Pizza topped with lucious goodness, pre-cheese. Note the orange tint of the crust due to the chili powder.
You can never have too much cheese on a pizza.

Results:

Really, you can't go wrong with kielbasa and onions on pizza. That's just a fact. They look and taste juicy and delicious no matter what else you throw at them.

Baked 19 minutes to a slightly soft crust.
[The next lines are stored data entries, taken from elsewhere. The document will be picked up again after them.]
//! # joblock-core
//!
//! Lease-based job ownership for instances sharing one job store.
//! Provides backend selection from configuration, a job store contract,
//! and a job locker guaranteeing at most one live owner per job id.

pub mod client;
pub mod config;
pub mod connection;
pub mod error;
pub mod infrastructure;
#[path = "infrastructure_in_memory.rs"]
pub mod infrastructure_in_memory;
#[cfg(feature = "postgres")]
#[path = "infrastructure_postgres.rs"]
pub mod infrastructure_postgres;
#[cfg(feature = "sqlite")]
#[path = "infrastructure_sqlite.rs"]
pub mod infrastructure_sqlite;
pub mod types;

pub use client::{Database, JobLocks};
pub use config::{BackendFamily, BackendKind, DbConfig};
pub use error::{Error, Result};
pub use infrastructure::{JobAccess, JobLocker};
pub use types::{Job, JobLock, OwnerId};

#[cfg(test)]
mod connection_test;
use serde::{Deserialize, Serialize};
use std::time::Duration;

use super::OwnerId;

/// A lease held on one job id.
#[derive(Debug, Clone, PartialEq, Eq, Serialize, Deserialize)]
pub struct JobLock {
    /// The locked job. Need not reference a stored job.
    pub job_id: String,
    /// Instance holding the lease
    pub owner: OwnerId,
    /// Milliseconds since the UNIX epoch at which the lease lapses
    pub expires_at: u64,
}

impl JobLock {
    pub fn new(job_id: impl Into<String>, owner: OwnerId, lease: Duration, now: u64) -> Self {
        Self {
            job_id: job_id.into(),
            owner,
            expires_at: expiry(now, lease),
        }
    }

    /// A lock is live strictly before its expiry instant.
    pub fn is_live(&self, now: u64) -> bool {
        now < self.expires_at
    }
}

/// `now + lease`, saturating instead of wrapping.
pub fn expiry(now: u64, lease: Duration) -> u64 {
    let lease_ms = u64::try_from(lease.as_millis()).unwrap_or(u64::MAX);
    now.saturating_add(lease_ms)
}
What's surprising is how much the spiciness of both the Louisiana hot sauce and the Sriracha deteriorates when you expose them to heat. Anyone who's ever tried cooking with Sriracha knows that after just a few minutes on the burner, it looses a serious amount of its firepower. But the piquant flavor of the Sriracha and the spicy creole taste of the hot sauce live on in the sauce and kielbasa respectively, and were noble additions to the flavor of this pizza.

Next Time?

I would definitely try to punch up the spicy quotient of this pizza. Some more cayenne in the crust, more hot sauce on the kielbasa. Though even now, five minutes after finishing a slice, my mouth has a pleasant tingle to it. Not a spicy, painful tingle, but the satisfying afterglow of spices doing their job.